Tenho certeza de que me vai perguntar sobre o maracanazo, não? Todos perguntam!

Apenas me recupero da surpresa de ouvi-lo falar um quase perfeito português, lhe respondo:

– Sim, mas não mais que cinco perguntas ok?

– Ok, me responde, me dando uma palmadinha na perna.

– Que você disse aos seus companheiros antes de entrar em campo naquela final de 1950?

Disse a eles, vamos tranquilos, não olhem para cima, não olhem para as arquibancadas, o jogo se joga aqui embaixo.

– O que você fez à noite, logo depois daquela partida?

Deixei o hotel e saí a caminhar sozinho pelas ruas, àquela hora completamente vazias. Entrei num bar e pedi uma cachaça. Para minha surpresa, os brasileiros me reconheceram e me felicitaram. Muitos deles ficaram tomando comigo até de madrugada.

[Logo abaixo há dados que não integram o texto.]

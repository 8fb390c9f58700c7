//! Client-side state containers.
//!
//! DESIGN
//! ======
//! Each store has a single writer (its own methods) and is passed explicitly
//! to whoever reads it. Nothing here is a global.

pub mod household;
pub mod session;
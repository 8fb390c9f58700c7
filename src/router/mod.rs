//! Client router: resolves paths, runs the navigation guard and follows its
//! redirects.
//!
//! SYSTEM CONTEXT
//! ==============
//! The router owns the session and household stores and hands them to the
//! guard explicitly. Navigations take `&mut self`, so they run one at a time;
//! a newer navigation cannot start while an older household check is in
//! flight.

pub mod guard;
pub mod routes;

use std::sync::Arc;

use crate::config::ClientConfig;
use crate::net::api::{ApiError, HouseholdLookup};
use crate::net::types::Household;
use crate::state::household::HouseholdStore;
use crate::state::session::{SessionError, SessionStore};
use crate::storage::TokenStorage;

use guard::{Decision, HouseholdOutcome, NavigationGuard, Verdict};
use routes::{ResolvedRoute, RouteName, RouteTable};

#[derive(Debug, thiserror::Error)]
pub enum NavigationError {
    #[error("redirect limit of {limit} exceeded navigating to {path}")]
    TooManyRedirects { path: String, limit: usize },
}

/// How a navigation ended.
#[derive(Clone, Copy, Debug, PartialEq, Eq)]
pub enum NavigationOutcome {
    /// Landed on the requested route.
    Completed,
    /// Landed on a route the guard redirected to.
    Redirected,
    /// The guard kept the router on its current route.
    Blocked,
}

/// One guard evaluation within a navigation.
#[derive(Clone, Debug, PartialEq)]
pub struct Step {
    pub route: ResolvedRoute,
    pub verdict: Verdict,
}

#[derive(Clone, Debug, PartialEq)]
pub struct Navigation {
    pub requested: ResolvedRoute,
    /// Route the router is on afterwards; `None` if blocked before any route
    /// was ever entered.
    pub landed: Option<ResolvedRoute>,
    pub outcome: NavigationOutcome,
    pub steps: Vec<Step>,
}

impl Navigation {
    /// Total household lookups issued during this navigation.
    #[must_use]
    pub fn household_checks(&self) -> usize {
        self.steps.iter().filter(|s| s.verdict.checked_household()).count()
    }
}

pub struct Router<S> {
    table: RouteTable,
    guard: NavigationGuard,
    session: SessionStore<S>,
    households: HouseholdStore,
    lookup: Arc<dyn HouseholdLookup>,
    current: Option<ResolvedRoute>,
    max_redirects: usize,
}

impl<S: TokenStorage> Router<S> {
    pub fn new(
        table: RouteTable,
        guard: NavigationGuard,
        session: SessionStore<S>,
        lookup: Arc<dyn HouseholdLookup>,
        max_redirects: usize,
    ) -> Self {
        Self { table, guard, session, households: HouseholdStore::new(), lookup, current: None, max_redirects }
    }

    /// Router over the standard route table with policy and limits from `config`.
    pub fn from_config(config: &ClientConfig, session: SessionStore<S>, lookup: Arc<dyn HouseholdLookup>) -> Self {
        Self::new(
            RouteTable::standard(),
            NavigationGuard::new(config.on_transient_error),
            session,
            lookup,
            config.max_redirects,
        )
    }

    /// Rehydrate the session from storage. Returns whether it is authenticated.
    pub fn start(&mut self) -> bool {
        self.session.initialize_from_storage()
    }

    /// Adopt a freshly issued token.
    ///
    /// # Errors
    ///
    /// Returns a [`SessionError`] if the token cannot be decoded or persisted.
    pub fn login(&mut self, token: &str) -> Result<(), SessionError> {
        self.session.login(token)?;
        self.households.clear();
        Ok(())
    }

    /// Clear session and household state. Does not navigate.
    pub fn logout(&mut self) {
        self.session.logout();
        self.households.clear();
    }

    /// Navigate to `path`.
    ///
    /// # Errors
    ///
    /// Returns [`NavigationError::TooManyRedirects`] if the guard keeps
    /// redirecting past the configured limit.
    pub async fn push(&mut self, path: &str) -> Result<Navigation, NavigationError> {
        let target = self.table.resolve(path);
        self.navigate(target).await
    }

    /// Navigate to a parameterless named route.
    ///
    /// # Errors
    ///
    /// See [`Router::push`].
    pub async fn push_named(&mut self, name: RouteName) -> Result<Navigation, NavigationError> {
        let target = self.table.resolve_name(name);
        self.navigate(target).await
    }

    async fn navigate(&mut self, requested: ResolvedRoute) -> Result<Navigation, NavigationError> {
        tracing::debug!(path = %requested.path, route = %requested.name, "navigation started");
        let mut target = requested.clone();
        let mut steps = Vec::new();
        let mut redirects = 0;

        loop {
            let verdict =
                self.guard.check(&target, self.current.as_ref(), &mut self.session, self.lookup.as_ref()).await;

            match &verdict.household {
                Some(HouseholdOutcome::Found(household)) => {
                    let ticket = self.households.begin_fetch();
                    self.households.apply(ticket, Some(household.clone()));
                }
                Some(HouseholdOutcome::Missing) => {
                    let ticket = self.households.begin_fetch();
                    self.households.apply(ticket, None);
                }
                Some(HouseholdOutcome::Unauthorized) => self.households.clear(),
                Some(HouseholdOutcome::Failed(_)) | None => {}
            }

            let decision = verdict.decision;
            steps.push(Step { route: target.clone(), verdict });

            match decision {
                Decision::Allow => {
                    let outcome =
                        if redirects == 0 { NavigationOutcome::Completed } else { NavigationOutcome::Redirected };
                    tracing::info!(requested = %requested.path, landed = %target.path, ?outcome, "navigation finished");
                    self.current = Some(target.clone());
                    return Ok(Navigation { requested, landed: Some(target), outcome, steps });
                }
                Decision::Block => {
                    tracing::info!(requested = %requested.path, "navigation blocked");
                    return Ok(Navigation {
                        requested,
                        landed: self.current.clone(),
                        outcome: NavigationOutcome::Blocked,
                        steps,
                    });
                }
                Decision::Redirect(name) => {
                    redirects += 1;
                    if redirects > self.max_redirects {
                        tracing::warn!(path = %requested.path, limit = self.max_redirects, "redirect limit exceeded");
                        return Err(NavigationError::TooManyRedirects {
                            path: requested.path,
                            limit: self.max_redirects,
                        });
                    }
                    tracing::debug!(from = %target.name, to = %name, "guard redirect");
                    target = self.table.resolve_name(name);
                }
            }
        }
    }

    /// Re-fetch household membership outside of navigation.
    ///
    /// Returns `Ok(None)` without a request when no session token is present.
    ///
    /// # Errors
    ///
    /// Propagates lookup errors. A 401 also logs the session out.
    pub async fn refresh_household(&mut self) -> Result<Option<Household>, ApiError> {
        let Some(token) = self.session.token().map(str::to_owned) else {
            return Ok(None);
        };
        let ticket = self.households.begin_fetch();
        match self.lookup.current_household(&token).await {
            Ok(household) => {
                self.households.apply(ticket, household.clone());
                Ok(household)
            }
            Err(e) => {
                if e.is_unauthorized() {
                    self.logout();
                }
                Err(e)
            }
        }
    }

    #[must_use]
    pub fn current(&self) -> Option<&ResolvedRoute> {
        self.current.as_ref()
    }

    #[must_use]
    pub fn session(&self) -> &SessionStore<S> {
        &self.session
    }

    #[must_use]
    pub fn households(&self) -> &HouseholdStore {
        &self.households
    }

    #[must_use]
    pub fn table(&self) -> &RouteTable {
        &self.table
    }
}

// =============================================================================
// TEST HELPERS
// =============================================================================


#[cfg(test)]
#[path = "mod_test.rs"]
mod tests;
//! Household-membership state for the current user.
//!
//! TRADE-OFFS
//! ==========
//! Membership is re-fetched on every protected navigation instead of cached.
//! Each fetch takes a [`FetchTicket`]; only the newest ticket may write, so a
//! slow response from an abandoned navigation cannot overwrite a newer one.

use crate::net::types::Household;

/// Generation token handed out by [`HouseholdStore::begin_fetch`].
#[derive(Debug, Clone, Copy, PartialEq, Eq)]
pub struct FetchTicket(u64);

#[derive(Debug, Clone, Default)]
pub struct HouseholdStore {
    current: Option<Household>,
    generation: u64,
}

impl HouseholdStore {
    #[must_use]
    pub fn new() -> Self {
        Self::default()
    }

    /// Start a fetch, superseding every ticket issued before.
    pub fn begin_fetch(&mut self) -> FetchTicket {
        self.generation += 1;
        FetchTicket(self.generation)
    }

    /// Store a fetch result. Returns `false` and keeps the current value when
    /// `ticket` has been superseded.
    pub fn apply(&mut self, ticket: FetchTicket, household: Option<Household>) -> bool {
        if ticket.0 != self.generation {
            tracing::debug!(ticket = ticket.0, newest = self.generation, "dropping stale household result");
            return false;
        }
        self.current = household;
        true
    }

    /// Forget membership and invalidate outstanding tickets.
    pub fn clear(&mut self) {
        self.current = None;
        self.generation += 1;
    }

    #[must_use]
    pub fn current(&self) -> Option<&Household> {
        self.current.as_ref()
    }

    #[must_use]
    pub fn has_household(&self) -> bool {
        self.current.is_some()
    }
}

#[cfg(test)]
#[path = "household_test.rs"]
mod tests;
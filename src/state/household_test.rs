use super::*;

fn household(id: i64) -> Household {
    Household { id, name: format!("H{id}"), address: None, population_count: Some(2), members: Vec::new() }
}

#[test]
fn starts_empty() {
    let store = HouseholdStore::new();
    assert!(!store.has_household());
}

#[test]
fn apply_with_current_ticket_stores_value() {
    let mut store = HouseholdStore::new();
    let ticket = store.begin_fetch();
    assert!(store.apply(ticket, Some(household(1))));
    assert_eq!(store.current().map(|h| h.id), Some(1));
}

#[test]
fn apply_none_replaces_previous_household() {
    let mut store = HouseholdStore::new();
    let first = store.begin_fetch();
    store.apply(first, Some(household(1)));

    let second = store.begin_fetch();
    assert!(store.apply(second, None));
    assert!(!store.has_household());
}

#[test]
fn stale_ticket_is_dropped() {
    let mut store = HouseholdStore::new();
    let old = store.begin_fetch();
    let new = store.begin_fetch();

    assert!(store.apply(new, Some(household(2))));
    assert!(!store.apply(old, None));
    assert_eq!(store.current().map(|h| h.id), Some(2));
}

#[test]
fn clear_invalidates_outstanding_tickets() {
    let mut store = HouseholdStore::new();
    let ticket = store.begin_fetch();
    store.clear();

    assert!(!store.apply(ticket, Some(household(3))));
    assert!(!store.has_household());
}
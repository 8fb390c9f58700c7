//! Persistent key/value storage for the session token.
//!
//! SYSTEM CONTEXT
//! ==============
//! The session store persists its token under [`TOKEN_KEY`] so a later
//! process (or page load) can rehydrate without logging in again. Backends
//! are swappable: [`FileStorage`] for the CLI, [`MemoryStorage`] for tests
//! and embedders that manage persistence themselves.

use std::collections::{BTreeMap, HashMap};
use std::fs;
use std::io;
use std::path::{Path, PathBuf};

/// Fixed key under which the session token is stored.
pub const TOKEN_KEY: &str = "token";

#[derive(Debug, thiserror::Error)]
pub enum StorageError {
    #[error("storage io failed: {0}")]
    Io(#[from] io::Error),
    #[error("storage file is not valid JSON: {0}")]
    Json(#[from] serde_json::Error),
}

/// String key/value store with browser-`localStorage` semantics.
pub trait TokenStorage {
    /// Read the value stored under `key`, if any.
    ///
    /// # Errors
    ///
    /// Returns a [`StorageError`] if the backend cannot be read.
    fn get(&self, key: &str) -> Result<Option<String>, StorageError>;

    /// Store `value` under `key`, replacing any previous value.
    ///
    /// # Errors
    ///
    /// Returns a [`StorageError`] if the backend cannot be written.
    fn set(&mut self, key: &str, value: &str) -> Result<(), StorageError>;

    /// Remove `key`. Removing an absent key is not an error.
    ///
    /// # Errors
    ///
    /// Returns a [`StorageError`] if the backend cannot be written.
    fn remove(&mut self, key: &str) -> Result<(), StorageError>;
}

/// Process-local storage; contents vanish with the value.
#[derive(Debug, Clone, Default)]
pub struct MemoryStorage {
    entries: HashMap<String, String>,
}

impl MemoryStorage {
    #[must_use]
    pub fn new() -> Self {
        Self::default()
    }

    /// Storage pre-seeded with a token under [`TOKEN_KEY`].
    #[must_use]
    pub fn with_token(token: &str) -> Self {
        let mut entries = HashMap::new();
        entries.insert(TOKEN_KEY.to_owned(), token.to_owned());
        Self { entries }
    }
}

impl TokenStorage for MemoryStorage {
    fn get(&self, key: &str) -> Result<Option<String>, StorageError> {
        Ok(self.entries.get(key).cloned())
    }

    fn set(&mut self, key: &str, value: &str) -> Result<(), StorageError> {
        self.entries.insert(key.to_owned(), value.to_owned());
        Ok(())
    }

    fn remove(&mut self, key: &str) -> Result<(), StorageError> {
        self.entries.remove(key);
        Ok(())
    }
}

/// Storage backed by a single JSON object file.
///
/// The file is re-read on every access so several processes sharing it see
/// each other's writes. A missing file reads as empty; a corrupt file fails
/// reads but is overwritten by the next `set` or `remove`.
#[derive(Debug, Clone)]
pub struct FileStorage {
    path: PathBuf,
}

impl FileStorage {
    #[must_use]
    pub fn new(path: impl Into<PathBuf>) -> Self {
        Self { path: path.into() }
    }

    #[must_use]
    pub fn path(&self) -> &Path {
        &self.path
    }

    fn load(&self) -> Result<BTreeMap<String, String>, StorageError> {
        match fs::read_to_string(&self.path) {
            Ok(raw) if raw.trim().is_empty() => Ok(BTreeMap::new()),
            Ok(raw) => Ok(serde_json::from_str(&raw)?),
            Err(e) if e.kind() == io::ErrorKind::NotFound => Ok(BTreeMap::new()),
            Err(e) => Err(e.into()),
        }
    }

    fn save(&self, entries: &BTreeMap<String, String>) -> Result<(), StorageError> {
        if let Some(parent) = self.path.parent()
            && !parent.as_os_str().is_empty()
        {
            fs::create_dir_all(parent)?;
        }
        let raw = serde_json::to_string_pretty(entries)?;
        fs::write(&self.path, raw)?;
        Ok(())
    }

    /// Entries to write back into. An unparseable file is replaced rather
    /// than left blocking every later write.
    fn load_for_write(&self) -> Result<BTreeMap<String, String>, StorageError> {
        match self.load() {
            Err(StorageError::Json(e)) => {
                tracing::warn!(path = %self.path.display(), error = %e, "replacing corrupt storage file");
                Ok(BTreeMap::new())
            }
            other => other,
        }
    }
}

impl TokenStorage for FileStorage {
    fn get(&self, key: &str) -> Result<Option<String>, StorageError> {
        Ok(self.load()?.remove(key))
    }

    fn set(&mut self, key: &str, value: &str) -> Result<(), StorageError> {
        let mut entries = self.load_for_write()?;
        entries.insert(key.to_owned(), value.to_owned());
        self.save(&entries)
    }

    fn remove(&mut self, key: &str) -> Result<(), StorageError> {
        match self.load() {
            Ok(mut entries) => {
                if entries.remove(key).is_some() {
                    self.save(&entries)?;
                }
                Ok(())
            }
            Err(StorageError::Json(e)) => {
                tracing::warn!(path = %self.path.display(), error = %e, "resetting corrupt storage file");
                self.save(&BTreeMap::new())
            }
            Err(e) => Err(e),
        }
    }
}

#[cfg(test)]
#[path = "storage_test.rs"]
mod tests;
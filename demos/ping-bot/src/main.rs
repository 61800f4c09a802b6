//! Minimal gateway bot: answers "ping" with "pong".
//!
//! Run with: cargo run -p ping-bot -- path/to/gatebot.json
//!
//! Settings come from the JSON file, then `GATEBOT_*` environment
//! variables (e.g. `GATEBOT_HOST=10.0.0.2:8080`).

use std::time::Duration;

use figment::{
    Figment,
    providers::{Env, Format, Json},
};
use gatebot::{
    Bot, BotConfig, TimedTask,
    predicate::{is_friend_message, is_group_message, text_eq, text_starts_with},
};
use gatebot_transport::{AnnouncedSession, HttpHandshake, PushChannel, WsConnector, gateway_url};
use serde::Deserialize;
use tracing_subscriber::{layer::SubscriberExt, util::SubscriberInitExt};

fn default_host() -> String {
    "127.0.0.1:8080".to_string()
}

#[derive(Debug, Deserialize)]
#[serde(rename_all = "camelCase")]
struct DemoConfig {
    #[serde(default = "default_host")]
    host: String,
    #[serde(default)]
    secure: bool,
    #[serde(default)]
    channel: PushChannel,
    #[serde(flatten)]
    bot: BotConfig,
}

fn load_config() -> anyhow::Result<DemoConfig> {
    let path = std::env::args()
        .nth(1)
        .unwrap_or_else(|| "gatebot.json".to_string());
    tracing::debug!("Loading config from {path}");
    Ok(Figment::new()
        .merge(Json::file(path))
        .merge(Env::prefixed("GATEBOT_"))
        .extract()?)
}

fn register_handlers(bot: &Bot) -> anyhow::Result<()> {
    bot.on_message(
        "ping",
        Some((is_friend_message() | is_group_message()) & text_eq("ping")),
        |ctx| async move {
            let reply = ctx.quote_reply("pong")?.await?;
            tracing::debug!("Pong sent: {reply}");
            anyhow::Ok(())
        },
    );

    bot.on_message("echo", Some(text_starts_with("/echo ")), |ctx| async move {
        let text = ctx.text();
        let echoed = text.trim_start_matches("/echo ").to_string();
        ctx.reply(echoed)?.await?;
        anyhow::Ok(())
    });

    bot.on_event("log-events", None, |ctx| async move {
        tracing::info!("Event: {}", ctx.payload().kind());
        anyhow::Ok(())
    });

    if bot.config().admin.is_some() {
        bot.schedule(TimedTask::once(
            "hello-admin",
            Duration::from_secs(5),
            |bot: Bot| async move {
                bot.send_to_admin("ping-bot is up")?.await?;
                anyhow::Ok(())
            },
        )?);
        bot.schedule(TimedTask::daily(
            "good-morning",
            (8, 0, 0),
            |bot: Bot| async move {
                bot.send_to_admin("Good morning")?.await?;
                anyhow::Ok(())
            },
        )?);
    }
    Ok(())
}

#[tokio::main]
async fn main() -> anyhow::Result<()> {
    tracing_subscriber::registry()
        .with(tracing_subscriber::fmt::layer())
        .with(
            tracing_subscriber::EnvFilter::try_from_default_env()
                .unwrap_or_else(|_| "info,gatebot=debug".into()),
        )
        .init();

    let config = load_config()?;
    let url = gateway_url(
        &config.host,
        config.channel,
        &config.bot.session.credentials.verify_key,
        config.bot.session.identity,
        config.secure,
    )?;
    // The push connection opens the session; HTTP is only used to probe,
    // configure and release it.
    let handshake = AnnouncedSession::new(HttpHandshake::new(&config.host, config.secure)?);

    let bot = Bot::new(config.bot);
    register_handlers(&bot)?;
    bot.start(WsConnector::new(url), handshake).await?;

    tokio::select! {
        result = bot.wait() => result?,
        _ = tokio::signal::ctrl_c() => {
            tracing::info!("Interrupted, shutting down");
            bot.stop();
            bot.wait().await?;
        }
    }
    Ok(())
}
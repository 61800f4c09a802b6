//! Handshake and retry configuration.

use std::time::Duration;

use gatebot_core::{Credentials, Identity, SessionOptions};
use serde::{Deserialize, Serialize};

/// Fixed-interval retry policy for the connectivity probe.
#[derive(Debug, Clone, PartialEq, Eq, Serialize, Deserialize)]
#[serde(default, rename_all = "camelCase")]
pub struct RetryPolicy {
    /// Maximum number of probe attempts; `None` retries forever.
    pub max_attempts: Option<u32>,
    /// Delay between attempts, in seconds.
    pub interval_secs: u64,
}

impl Default for RetryPolicy {
    fn default() -> Self {
        Self {
            max_attempts: Some(1),
            interval_secs: 3,
        }
    }
}

impl RetryPolicy {
    /// Retry forever with the given delay.
    #[must_use]
    pub const fn forever(interval: Duration) -> Self {
        Self {
            max_attempts: None,
            interval_secs: interval.as_secs(),
        }
    }

    /// Retry up to `attempts` times with the given delay.
    #[must_use]
    pub const fn attempts(attempts: u32, interval: Duration) -> Self {
        Self {
            max_attempts: Some(attempts),
            interval_secs: interval.as_secs(),
        }
    }

    /// Delay between attempts.
    #[must_use]
    pub const fn interval(&self) -> Duration {
        Duration::from_secs(self.interval_secs)
    }

    /// Whether `attempt` (1-based) used up the budget.
    #[must_use]
    pub fn exhausted(&self, attempt: u32) -> bool {
        self.max_attempts.is_some_and(|max| attempt >= max)
    }
}

/// Everything needed to negotiate a session.
#[derive(Debug, Clone, Serialize, Deserialize)]
#[serde(rename_all = "camelCase")]
pub struct SessionConfig {
    /// Account the session is bound to.
    pub identity: Identity,
    /// Credentials presented to the gateway.
    #[serde(default)]
    pub credentials: Credentials,
    /// Options applied after binding.
    #[serde(default)]
    pub options: SessionOptions,
    /// Optional probe phase before the handshake.
    #[serde(default)]
    pub probe: Option<RetryPolicy>,
}

impl SessionConfig {
    /// Configuration with default options and no probe phase.
    #[must_use]
    pub fn new(identity: Identity, verify_key: impl Into<String>) -> Self {
        Self {
            identity,
            credentials: Credentials {
                verify_key: verify_key.into(),
            },
            options: SessionOptions::default(),
            probe: None,
        }
    }

    /// Enable the probe phase.
    #[must_use]
    pub const fn with_probe(mut self, policy: RetryPolicy) -> Self {
        self.probe = Some(policy);
        self
    }
}

#[cfg(test)]
mod tests {
    use super::*;

    #[test]
    fn test_retry_budget() {
        let once = RetryPolicy::default();
        assert!(once.exhausted(1));

        let three = RetryPolicy::attempts(3, Duration::from_secs(1));
        assert!(!three.exhausted(2));
        assert!(three.exhausted(3));

        let forever = RetryPolicy::forever(Duration::from_secs(1));
        assert!(!forever.exhausted(u32::MAX));
    }

    #[test]
    fn test_session_config_from_json() {
        let cfg: SessionConfig = serde_json::from_str(
            r#"{"identity": 123, "credentials": {"verifyKey": "k"}, "probe": {"maxAttempts": null}}"#,
        )
        .unwrap();
        assert_eq!(cfg.identity, Identity(123));
        assert_eq!(cfg.credentials.verify_key, "k");
        assert_eq!(cfg.probe.unwrap().max_attempts, None);
    }
}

– É verdade que, anos mais tarde, você se disse arrependido de haver ganhado aquela final?

É verdade, se tivesse que jogar aquela final outra vez, faria um gol contra. Ao ganhar aquela final, só os cartolas uruguaios ganharam e só fizemos arruinar a festa dos brasileiros.

– Qual foi a partida mais difícil da sua vida?

Foi quando estreei no Club Deportivo Juventud. Eu era muito jovem e minhas pernas tremiam.

– O dia mais triste?

Quando morreu minha mulher. O mundo acabou para mim.

Baixou o olhar e pude ver seus olhos minados em lágrimas. Levantei-me, dei-lhe um forte abraço e lhe agradeci por aqueles momentos inesquecíveis que havia passado ao seu lado. Lá fora, um céu azul cristalino e sem nuvens encobria a cidade às margens do Rio de La Plata. Por muitos dias não pude deixar de pensar naquele encontro.

Junho, 2020

N.A. – Obdulio Varela morreu em 1996, poucos meses após o falecimento da sua esposa.